AIM OF THE TASK: Your answer should consist of the lines in the listing that hold "Completed".

(SOURCE DATA begins)

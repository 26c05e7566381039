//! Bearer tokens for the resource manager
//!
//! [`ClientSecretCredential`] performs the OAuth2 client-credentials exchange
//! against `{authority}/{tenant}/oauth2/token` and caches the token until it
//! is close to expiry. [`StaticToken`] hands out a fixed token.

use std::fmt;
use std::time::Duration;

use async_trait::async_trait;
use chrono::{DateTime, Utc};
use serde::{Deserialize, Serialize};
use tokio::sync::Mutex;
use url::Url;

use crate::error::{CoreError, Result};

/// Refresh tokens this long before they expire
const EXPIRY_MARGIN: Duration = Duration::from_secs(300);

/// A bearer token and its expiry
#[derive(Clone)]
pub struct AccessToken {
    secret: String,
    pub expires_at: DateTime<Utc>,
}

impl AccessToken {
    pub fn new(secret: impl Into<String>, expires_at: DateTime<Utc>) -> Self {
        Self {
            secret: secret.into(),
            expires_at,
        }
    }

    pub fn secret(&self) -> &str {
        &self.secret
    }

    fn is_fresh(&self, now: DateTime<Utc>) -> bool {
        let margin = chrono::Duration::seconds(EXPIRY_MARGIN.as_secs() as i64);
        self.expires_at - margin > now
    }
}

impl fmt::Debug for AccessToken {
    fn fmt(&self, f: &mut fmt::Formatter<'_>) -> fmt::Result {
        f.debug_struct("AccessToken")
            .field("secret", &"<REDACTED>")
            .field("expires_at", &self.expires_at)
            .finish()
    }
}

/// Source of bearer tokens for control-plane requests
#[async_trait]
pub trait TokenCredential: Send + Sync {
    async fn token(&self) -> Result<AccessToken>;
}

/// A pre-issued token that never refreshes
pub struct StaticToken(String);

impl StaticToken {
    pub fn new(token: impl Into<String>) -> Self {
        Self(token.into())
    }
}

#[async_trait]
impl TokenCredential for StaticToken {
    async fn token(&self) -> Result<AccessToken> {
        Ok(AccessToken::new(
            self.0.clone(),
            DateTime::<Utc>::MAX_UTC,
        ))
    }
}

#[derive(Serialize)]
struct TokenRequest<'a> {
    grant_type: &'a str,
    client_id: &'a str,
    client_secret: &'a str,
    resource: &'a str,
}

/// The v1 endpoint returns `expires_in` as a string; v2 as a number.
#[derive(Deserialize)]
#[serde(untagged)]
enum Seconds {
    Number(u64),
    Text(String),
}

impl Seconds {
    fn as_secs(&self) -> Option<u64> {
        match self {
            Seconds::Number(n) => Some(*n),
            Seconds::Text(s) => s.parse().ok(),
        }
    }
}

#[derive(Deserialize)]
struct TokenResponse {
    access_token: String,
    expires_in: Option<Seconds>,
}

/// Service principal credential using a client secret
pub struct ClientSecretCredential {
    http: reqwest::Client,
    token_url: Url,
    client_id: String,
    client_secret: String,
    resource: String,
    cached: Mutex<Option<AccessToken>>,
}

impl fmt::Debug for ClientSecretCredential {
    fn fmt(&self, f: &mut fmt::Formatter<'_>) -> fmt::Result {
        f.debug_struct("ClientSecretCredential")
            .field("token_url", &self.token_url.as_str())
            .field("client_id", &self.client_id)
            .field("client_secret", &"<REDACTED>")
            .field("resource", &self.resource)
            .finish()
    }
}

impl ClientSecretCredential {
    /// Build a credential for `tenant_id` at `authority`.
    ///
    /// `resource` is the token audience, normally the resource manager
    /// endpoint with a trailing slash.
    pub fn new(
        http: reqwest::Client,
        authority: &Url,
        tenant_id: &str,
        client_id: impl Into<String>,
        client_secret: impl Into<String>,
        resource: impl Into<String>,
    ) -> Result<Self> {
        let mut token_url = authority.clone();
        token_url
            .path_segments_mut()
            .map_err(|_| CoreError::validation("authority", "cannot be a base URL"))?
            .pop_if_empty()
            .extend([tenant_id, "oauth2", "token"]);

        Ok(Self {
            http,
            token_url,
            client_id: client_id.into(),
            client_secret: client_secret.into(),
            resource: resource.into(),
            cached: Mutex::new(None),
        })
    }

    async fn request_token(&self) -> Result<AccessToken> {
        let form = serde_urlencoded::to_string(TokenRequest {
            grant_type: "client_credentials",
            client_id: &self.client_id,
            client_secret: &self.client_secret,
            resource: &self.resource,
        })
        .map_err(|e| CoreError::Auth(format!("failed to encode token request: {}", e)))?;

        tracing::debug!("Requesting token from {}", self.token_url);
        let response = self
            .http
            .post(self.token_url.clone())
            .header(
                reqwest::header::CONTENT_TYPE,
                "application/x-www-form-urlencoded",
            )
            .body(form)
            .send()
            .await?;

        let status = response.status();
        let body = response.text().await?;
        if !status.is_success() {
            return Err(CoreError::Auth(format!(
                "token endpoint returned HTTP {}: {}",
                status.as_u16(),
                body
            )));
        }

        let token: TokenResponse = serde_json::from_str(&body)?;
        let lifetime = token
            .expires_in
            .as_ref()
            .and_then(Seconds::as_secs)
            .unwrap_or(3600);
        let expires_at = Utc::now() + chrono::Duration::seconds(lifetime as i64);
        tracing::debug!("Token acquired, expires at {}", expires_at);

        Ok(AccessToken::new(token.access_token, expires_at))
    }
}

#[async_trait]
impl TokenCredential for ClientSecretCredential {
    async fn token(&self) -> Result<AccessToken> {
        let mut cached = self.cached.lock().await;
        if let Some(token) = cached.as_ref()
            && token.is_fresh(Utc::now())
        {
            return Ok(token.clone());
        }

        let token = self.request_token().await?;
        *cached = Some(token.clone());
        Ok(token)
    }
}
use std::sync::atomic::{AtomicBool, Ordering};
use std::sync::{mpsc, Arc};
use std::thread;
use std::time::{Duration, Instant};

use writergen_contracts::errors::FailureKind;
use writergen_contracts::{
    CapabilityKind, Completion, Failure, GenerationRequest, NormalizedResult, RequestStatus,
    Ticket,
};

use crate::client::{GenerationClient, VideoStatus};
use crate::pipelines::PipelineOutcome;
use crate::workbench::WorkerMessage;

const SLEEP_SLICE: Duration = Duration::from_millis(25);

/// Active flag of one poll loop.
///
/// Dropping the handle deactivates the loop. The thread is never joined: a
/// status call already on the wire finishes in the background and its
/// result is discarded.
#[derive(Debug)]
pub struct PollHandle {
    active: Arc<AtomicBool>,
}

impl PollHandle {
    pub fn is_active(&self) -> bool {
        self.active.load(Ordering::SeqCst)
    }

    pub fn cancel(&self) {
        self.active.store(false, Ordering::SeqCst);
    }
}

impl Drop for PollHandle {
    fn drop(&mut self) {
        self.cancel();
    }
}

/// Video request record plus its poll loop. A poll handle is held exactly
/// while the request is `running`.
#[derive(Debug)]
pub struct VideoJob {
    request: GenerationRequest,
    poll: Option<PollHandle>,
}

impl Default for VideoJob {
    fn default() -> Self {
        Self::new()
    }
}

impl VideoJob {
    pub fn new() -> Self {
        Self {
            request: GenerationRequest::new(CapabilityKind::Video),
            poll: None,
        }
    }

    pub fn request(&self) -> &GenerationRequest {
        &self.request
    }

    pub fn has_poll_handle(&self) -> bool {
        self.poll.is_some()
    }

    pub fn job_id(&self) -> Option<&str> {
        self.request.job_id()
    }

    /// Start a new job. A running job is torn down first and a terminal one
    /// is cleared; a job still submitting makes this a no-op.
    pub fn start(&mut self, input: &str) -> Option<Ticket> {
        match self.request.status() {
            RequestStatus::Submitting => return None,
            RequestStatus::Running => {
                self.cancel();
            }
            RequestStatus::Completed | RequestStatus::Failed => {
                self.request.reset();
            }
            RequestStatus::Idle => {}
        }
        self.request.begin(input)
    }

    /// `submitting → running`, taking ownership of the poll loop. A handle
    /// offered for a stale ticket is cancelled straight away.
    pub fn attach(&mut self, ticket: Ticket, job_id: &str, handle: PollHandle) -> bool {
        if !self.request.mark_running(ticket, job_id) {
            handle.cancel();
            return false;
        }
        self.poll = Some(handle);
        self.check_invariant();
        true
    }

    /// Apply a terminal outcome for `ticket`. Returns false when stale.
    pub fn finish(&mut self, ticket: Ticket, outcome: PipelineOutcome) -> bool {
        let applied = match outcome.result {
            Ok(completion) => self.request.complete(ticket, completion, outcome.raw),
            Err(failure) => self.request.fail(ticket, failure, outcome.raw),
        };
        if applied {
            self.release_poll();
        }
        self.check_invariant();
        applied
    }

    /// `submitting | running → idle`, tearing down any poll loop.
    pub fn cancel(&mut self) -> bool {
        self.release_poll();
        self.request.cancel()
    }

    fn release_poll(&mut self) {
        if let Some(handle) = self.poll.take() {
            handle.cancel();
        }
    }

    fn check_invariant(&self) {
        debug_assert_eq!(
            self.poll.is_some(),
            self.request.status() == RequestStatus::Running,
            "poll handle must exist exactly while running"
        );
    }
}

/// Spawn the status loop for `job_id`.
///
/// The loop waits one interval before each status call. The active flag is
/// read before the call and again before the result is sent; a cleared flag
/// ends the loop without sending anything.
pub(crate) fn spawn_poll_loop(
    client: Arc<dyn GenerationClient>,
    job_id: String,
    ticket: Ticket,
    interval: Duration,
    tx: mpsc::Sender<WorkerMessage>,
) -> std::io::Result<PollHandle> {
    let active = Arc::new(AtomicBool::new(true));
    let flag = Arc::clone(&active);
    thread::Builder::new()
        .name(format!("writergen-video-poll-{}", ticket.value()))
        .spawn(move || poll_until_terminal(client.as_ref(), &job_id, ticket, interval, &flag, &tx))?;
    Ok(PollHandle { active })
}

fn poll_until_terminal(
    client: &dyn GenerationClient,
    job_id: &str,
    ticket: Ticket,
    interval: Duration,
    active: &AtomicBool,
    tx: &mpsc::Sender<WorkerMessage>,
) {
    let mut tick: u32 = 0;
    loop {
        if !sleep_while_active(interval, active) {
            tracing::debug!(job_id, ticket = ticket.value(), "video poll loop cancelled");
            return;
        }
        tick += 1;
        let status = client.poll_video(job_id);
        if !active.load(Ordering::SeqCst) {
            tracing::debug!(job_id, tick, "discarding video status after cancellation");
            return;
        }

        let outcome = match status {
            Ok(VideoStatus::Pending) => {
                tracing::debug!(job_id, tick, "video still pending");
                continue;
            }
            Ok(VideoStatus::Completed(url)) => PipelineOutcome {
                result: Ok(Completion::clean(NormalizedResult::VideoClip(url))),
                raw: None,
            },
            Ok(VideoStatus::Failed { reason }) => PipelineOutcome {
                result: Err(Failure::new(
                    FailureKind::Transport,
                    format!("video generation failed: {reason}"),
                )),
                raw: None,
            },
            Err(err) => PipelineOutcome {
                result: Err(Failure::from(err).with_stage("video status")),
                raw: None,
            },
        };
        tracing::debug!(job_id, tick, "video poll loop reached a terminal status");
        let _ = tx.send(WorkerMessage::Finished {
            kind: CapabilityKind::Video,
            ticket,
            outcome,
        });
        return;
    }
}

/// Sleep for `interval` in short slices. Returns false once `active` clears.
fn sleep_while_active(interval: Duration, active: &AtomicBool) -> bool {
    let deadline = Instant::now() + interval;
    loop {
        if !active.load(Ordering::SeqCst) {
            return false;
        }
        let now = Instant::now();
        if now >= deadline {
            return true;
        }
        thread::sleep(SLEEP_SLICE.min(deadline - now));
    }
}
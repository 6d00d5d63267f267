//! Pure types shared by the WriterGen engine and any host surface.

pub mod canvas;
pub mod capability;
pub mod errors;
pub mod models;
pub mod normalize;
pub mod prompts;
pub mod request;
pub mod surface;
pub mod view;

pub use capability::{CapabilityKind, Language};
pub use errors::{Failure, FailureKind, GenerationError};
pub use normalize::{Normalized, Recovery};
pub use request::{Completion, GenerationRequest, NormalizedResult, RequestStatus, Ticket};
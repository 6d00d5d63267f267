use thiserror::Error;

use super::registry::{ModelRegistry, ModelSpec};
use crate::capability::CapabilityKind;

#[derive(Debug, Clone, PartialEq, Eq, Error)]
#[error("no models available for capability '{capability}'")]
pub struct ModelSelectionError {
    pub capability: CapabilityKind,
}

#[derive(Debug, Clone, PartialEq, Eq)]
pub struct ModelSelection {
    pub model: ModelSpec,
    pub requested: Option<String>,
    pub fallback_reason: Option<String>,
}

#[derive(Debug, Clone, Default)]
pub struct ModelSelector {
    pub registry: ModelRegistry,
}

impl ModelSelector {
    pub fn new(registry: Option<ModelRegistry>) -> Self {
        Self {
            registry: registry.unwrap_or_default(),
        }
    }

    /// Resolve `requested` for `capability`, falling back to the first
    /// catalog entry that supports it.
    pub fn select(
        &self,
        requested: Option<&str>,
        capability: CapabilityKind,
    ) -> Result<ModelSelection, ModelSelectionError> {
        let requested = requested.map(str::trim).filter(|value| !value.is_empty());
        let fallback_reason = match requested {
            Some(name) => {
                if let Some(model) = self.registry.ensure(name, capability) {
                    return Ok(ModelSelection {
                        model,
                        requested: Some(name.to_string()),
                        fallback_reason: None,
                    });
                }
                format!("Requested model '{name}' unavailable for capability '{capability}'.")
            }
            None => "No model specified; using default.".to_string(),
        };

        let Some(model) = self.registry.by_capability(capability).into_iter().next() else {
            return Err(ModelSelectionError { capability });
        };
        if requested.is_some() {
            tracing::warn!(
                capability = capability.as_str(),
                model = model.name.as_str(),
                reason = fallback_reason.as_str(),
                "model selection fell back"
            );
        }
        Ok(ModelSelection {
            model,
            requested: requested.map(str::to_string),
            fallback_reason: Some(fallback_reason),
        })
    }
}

(SOURCE DATA ends)

YOUR SOLUTION:
            RequestStatus::Completed | RequestStatus::Failed => {
            Ok(VideoStatus::Completed(url)) => PipelineOutcome {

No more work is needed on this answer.